Il a noté que, sans action du Congrès, Biden a également publié un décret pour établir des protocoles de sûreté et de sécurité tout en protégeant la vie privée des Américains.
« Il est urgent de commencer à développer des solutions », a déclaré Weiner. « Il n’est pas non plus intelligent de penser que vous allez proposer une seule série de solutions politiques et en finir. »
Buck, qui a annoncé l’automne dernier qu’il ne se représenterait pas en 2024, était d’accord avec ce sentiment. À mesure que l’IA progresse, le Congrès devra la revoir ainsi que ses capacités, a-t-il déclaré. En plus de simplement le réglementer à des fins de sécurité et de santé, il s’agit également de maintenir la compétitivité économique de l’Amérique, tant à l’échelle internationale qu’intérieure.
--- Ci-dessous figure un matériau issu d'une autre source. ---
use std::collections::HashMap;
use std::sync::Arc;
use std::time::Duration;

use async_trait::async_trait;
use tokio::sync::{Mutex, RwLock};
use uuid::Uuid;

use crate::catalog::normalize::{normalize, tokens, typo_distance};
use crate::domain::address::{Address, AddressCandidate, SavedAddress};
use crate::domain::catalog::{CatalogItem, CatalogScope, ItemRef};
use crate::domain::conversation::SessionKey;
use crate::domain::order::{IdempotencyKey, OrderDraft, OrderId};
use crate::errors::Collaborator;
use crate::ports::{
    AddressBook, CatalogSource, CheckoutError, CheckoutGateway, GeocodingProvider, PortError,
};

#[derive(Clone, Default)]
pub struct InMemoryCatalog {
    items: Arc<RwLock<Vec<CatalogItem>>>,
}

impl InMemoryCatalog {
    pub fn new(items: Vec<CatalogItem>) -> Self {
        Self { items: Arc::new(RwLock::new(items)) }
    }

    pub async fn upsert(&self, item: CatalogItem) {
        let mut items = self.items.write().await;
        match items.iter_mut().find(|existing| existing.item_ref == item.item_ref) {
            Some(existing) => *existing = item,
            None => items.push(item),
        }
    }

    pub async fn items(&self) -> Vec<CatalogItem> {
        self.items.read().await.clone()
    }
}

#[async_trait]
impl CatalogSource for InMemoryCatalog {
    async fn search(&self, term: &str, scope: CatalogScope) -> Result<Vec<CatalogItem>, PortError> {
        let query = normalize(term);
        let items = self.items.read().await;
        Ok(items
            .iter()
            .filter(|item| item.active && scope.includes(item.item_ref.kind()))
            .filter(|item| query.is_empty() || loosely_matches(&query, item))
            .cloned()
            .collect())
    }

    async fn get(&self, item_ref: &ItemRef) -> Result<Option<CatalogItem>, PortError> {
        Ok(self.items.read().await.iter().find(|item| &item.item_ref == item_ref).cloned())
    }
}

fn loosely_matches(query: &str, item: &CatalogItem) -> bool {
    let query_tokens = tokens(query);
    let names = std::iter::once(item.name.as_str())
        .chain(item.aliases.iter().map(String::as_str))
        .chain(item.category.as_deref())
        .map(normalize)
        .collect::<Vec<_>>();
    names.iter().any(|name| {
        tokens(name).into_iter().any(|name_token| {
            query_tokens.iter().any(|query_token| {
                name_token.starts_with(query_token)
                    || typo_distance(query_token, name_token).is_some()
            })
        })
    })
}

/// Geocoder answering from a fixed gazetteer.
#[derive(Clone, Default)]
pub struct InMemoryGeocoder {
    gazetteer: Arc<RwLock<Vec<AddressCandidate>>>,
    latency: Option<Duration>,
    unavailable: bool,
}

impl InMemoryGeocoder {
    pub fn new(gazetteer: Vec<AddressCandidate>) -> Self {
        Self { gazetteer: Arc::new(RwLock::new(gazetteer)), latency: None, unavailable: false }
    }

    pub fn with_latency(mut self, latency: Duration) -> Self {
        self.latency = Some(latency);
        self
    }

    pub fn unavailable() -> Self {
        Self { unavailable: true, ..Self::default() }
    }
}

#[async_trait]
impl GeocodingProvider for InMemoryGeocoder {
    async fn search_address(&self, text: &str) -> Result<Vec<AddressCandidate>, PortError> {
        if let Some(latency) = self.latency {
            tokio::time::sleep(latency).await;
        }
        if self.unavailable {
            return Err(PortError::Unavailable {
                collaborator: Collaborator::Geocoding,
                message: "geocoder offline".to_owned(),
            });
        }

        let query = normalize(text);
        let query_tokens = tokens(&query);
        let gazetteer = self.gazetteer.read().await;
        let mut hits = gazetteer
            .iter()
            .filter_map(|candidate| {
                let haystack = normalize(&candidate.address.one_line());
                let haystack_tokens = tokens(&haystack);
                let matched = query_tokens
                    .iter()
                    .filter(|token| haystack_tokens.contains(token))
                    .count();
                if matched == 0 {
                    return None;
                }
                let coverage = matched as f64 / query_tokens.len() as f64;
                let mut hit = candidate.clone();
                hit.confidence = (candidate.confidence * coverage).clamp(0.0, 1.0);
                Some(hit)
            })
            .collect::<Vec<_>>();
        hits.sort_by(|left, right| {
            right.confidence.partial_cmp(&left.confidence).unwrap_or(std::cmp::Ordering::Equal)
        });
        Ok(hits)
    }
}

#[derive(Clone, Default)]
pub struct InMemoryAddressBook {
    entries: Arc<RwLock<HashMap<SessionKey, Vec<SavedAddress>>>>,
}

impl InMemoryAddressBook {
    pub fn new() -> Self {
        Self::default()
    }

    pub async fn seed(&self, session_key: SessionKey, saved: Vec<SavedAddress>) {
        self.entries.write().await.insert(session_key, saved);
    }
}

#[async_trait]
impl AddressBook for InMemoryAddressBook {
    async fn saved_addresses(
        &self,
        session_key: &SessionKey,
    ) -> Result<Vec<SavedAddress>, PortError> {
        Ok(self.entries.read().await.get(session_key).cloned().unwrap_or_default())
    }

    async fn remember(
        &self,
        session_key: &SessionKey,
        address: &Address,
    ) -> Result<SavedAddress, PortError> {
        let mut entries = self.entries.write().await;
        let saved = entries.entry(session_key.clone()).or_default();
        if let Some(existing) = saved.iter().find(|entry| &entry.address == address) {
            return Ok(existing.clone());
        }
        let entry =
            SavedAddress { id: Uuid::new_v4().to_string(), label: None, address: address.clone() };
        saved.push(entry.clone());
        Ok(entry)
    }
}

#[derive(Clone, Debug, PartialEq)]
pub struct RecordedOrder {
    pub order_id: OrderId,
    pub idempotency_key: IdempotencyKey,
    pub draft: OrderDraft,
}

/// Checkout collaborator that deduplicates on the idempotency key.
#[derive(Clone, Default)]
pub struct InMemoryCheckout {
    orders: Arc<Mutex<Vec<RecordedOrder>>>,
    rejections: Arc<Mutex<Vec<String>>>,
    latency: Option<Duration>,
}

impl InMemoryCheckout {
    pub fn new() -> Self {
        Self::default()
    }

    pub fn with_latency(mut self, latency: Duration) -> Self {
        self.latency = Some(latency);
        self
    }

    /// The next `create_order` call fails with this business reason.
    pub async fn reject_next(&self, reason: impl Into<String>) {
        self.rejections.lock().await.push(reason.into());
    }

    pub async fn orders(&self) -> Vec<RecordedOrder> {
        self.orders.lock().await.clone()
    }

    pub async fn created_count(&self) -> usize {
        self.orders.lock().await.len()
    }
}

#[async_trait]
impl CheckoutGateway for InMemoryCheckout {
    async fn create_order(
        &self,
        draft: &OrderDraft,
        idempotency_key: &IdempotencyKey,
    ) -> Result<OrderId, CheckoutError> {
        if let Some(latency) = self.latency {
            tokio::time::sleep(latency).await;
        }

        let mut orders = self.orders.lock().await;
        let replay = orders.iter().find(|order| &order.idempotency_key == idempotency_key);
        if let Some(existing) = replay {
            return Ok(existing.order_id.clone());
        }

        let mut rejections = self.rejections.lock().await;
        if !rejections.is_empty() {
            return Err(CheckoutError::Rejected { reason: rejections.remove(0) });
        }

        let order_id = OrderId(format!("PED-{:05}", orders.len() + 1));
        orders.push(RecordedOrder {
            order_id: order_id.clone(),
            idempotency_key: idempotency_key.clone(),
            draft: draft.clone(),
        });
        Ok(order_id)
    }
}

#[cfg(test)]
mod tests {
    use chrono::Utc;
    use rust_decimal::Decimal;

    use super::{InMemoryAddressBook, InMemoryCatalog, InMemoryCheckout, InMemoryGeocoder};
    use crate::domain::address::{Address, AddressCandidate, FulfillmentMode};
    use crate::domain::catalog::{CatalogItem, CatalogScope, ItemRef};
    use crate::domain::conversation::{ConversationId, SessionKey};
    use crate::domain::order::{OrderDraft, OrderTotals};
    use crate::domain::payment::{PaymentMethod, PaymentSelection};
    use crate::ports::{
        AddressBook, CatalogSource, CheckoutError, CheckoutGateway, GeocodingProvider,
    };

    fn item(item_ref: ItemRef, name: &str) -> CatalogItem {
        CatalogItem {
            item_ref,
            name: name.to_owned(),
            aliases: Vec::new(),
            category: Some("lanches".to_owned()),
            description: None,
            price: Decimal::new(1500, 2),
            active: true,
            available: true,
            promotion_weight: 0,
            customization_groups: Vec::new(),
        }
    }

    fn draft() -> OrderDraft {
        OrderDraft {
            conversation_id: ConversationId("c-1".to_owned()),
            session_key: SessionKey("web:1".to_owned()),
            channel: "web".to_owned(),
            lines: Vec::new(),
            fulfillment: FulfillmentMode::Pickup,
            address: None,
            payments: PaymentSelection::single(PaymentMethod::Pix, Decimal::new(1500, 2)),
            totals: OrderTotals {
                subtotal: Decimal::new(1500, 2),
                delivery_fee: Decimal::ZERO,
                total: Decimal::new(1500, 2),
            },
            assembled_at: Utc::now(),
        }
    }

    #[tokio::test]
    async fn catalog_search_respects_scope_and_term() {
        let catalog = InMemoryCatalog::new(vec![
            item(ItemRef::Product("x-burguer".to_owned()), "X-Burguer"),
            item(ItemRef::Combo("combo-1".to_owned()), "Combo X-Burguer + Coca"),
        ]);

        let all = catalog.search("burguer", CatalogScope::All).await.expect("search");
        assert_eq!(all.len(), 2);
        let combos = catalog.search("burguer", CatalogScope::Combos).await.expect("search");
        assert_eq!(combos.len(), 1);
        let listing = catalog.search("", CatalogScope::Products).await.expect("list");
        assert_eq!(listing.len(), 1);
        assert!(catalog.search("pizza", CatalogScope::All).await.expect("search").is_empty());
    }

    #[tokio::test]
    async fn checkout_creates_one_order_per_idempotency_key() {
        let checkout = InMemoryCheckout::new();
        let draft = draft();
        let key = draft.idempotency_key();

        let first = checkout.create_order(&draft, &key).await.expect("first");
        let second = checkout.create_order(&draft, &key).await.expect("retry");
        assert_eq!(first, second);
        assert_eq!(checkout.created_count().await, 1);
    }

    #[tokio::test]
    async fn checkout_rejection_is_consumed_once() {
        let checkout = InMemoryCheckout::new();
        checkout.reject_next("Produto esgotado: X-Burguer").await;
        let draft = draft();
        let key = draft.idempotency_key();

        let error = checkout.create_order(&draft, &key).await.expect_err("rejected");
        assert_eq!(error, CheckoutError::Rejected { reason: "Produto esgotado: X-Burguer".to_owned() });
        assert!(checkout.create_order(&draft, &key).await.is_ok());
    }

    #[tokio::test]
    async fn geocoder_ranks_by_token_coverage() {
        let geocoder = InMemoryGeocoder::new(vec![
            AddressCandidate {
                address: Address { street: "Rua das Flores".to_owned(), number: Some("120".to_owned()), ..Address::default() },
                confidence: 0.9,
                provider_ref: None,
            },
            AddressCandidate {
                address: Address { street: "Rua das Palmeiras".to_owned(), ..Address::default() },
                confidence: 0.9,
                provider_ref: None,
            },
        ]);

        let hits = geocoder.search_address("rua das flores 120").await.expect("search");
        assert_eq!(hits.len(), 2);
        assert_eq!(hits[0].address.street, "Rua das Flores");
        assert!(hits[0].confidence > hits[1].confidence);
    }

    #[tokio::test]
    async fn address_book_remembers_without_duplicates() {
        let book = InMemoryAddressBook::new();
        let session = SessionKey("web:1".to_owned());
        let address = Address { street: "Rua A".to_owned(), ..Address::default() };

        let first = book.remember(&session, &address).await.expect("remember");
        let second = book.remember(&session, &address).await.expect("remember again");
        assert_eq!(first.id, second.id);
        assert_eq!(book.saved_addresses(&session).await.expect("list").len(), 1);
    }
}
« Vous allez avoir beaucoup de gens dans la catégorie des démunis, et certaines personnes dans la catégorie des nantis », a prévenu Buck. « Certaines personnes qui comprennent la technologie, (qui) ont été formées et ont utilisé la technologie, et un ensemble de personnes qui ne la connaissent pas. Cela va créer une disparité de richesse dans ce pays et cela mine vraiment l’une des forces du pays. notre société, notre classe moyenne.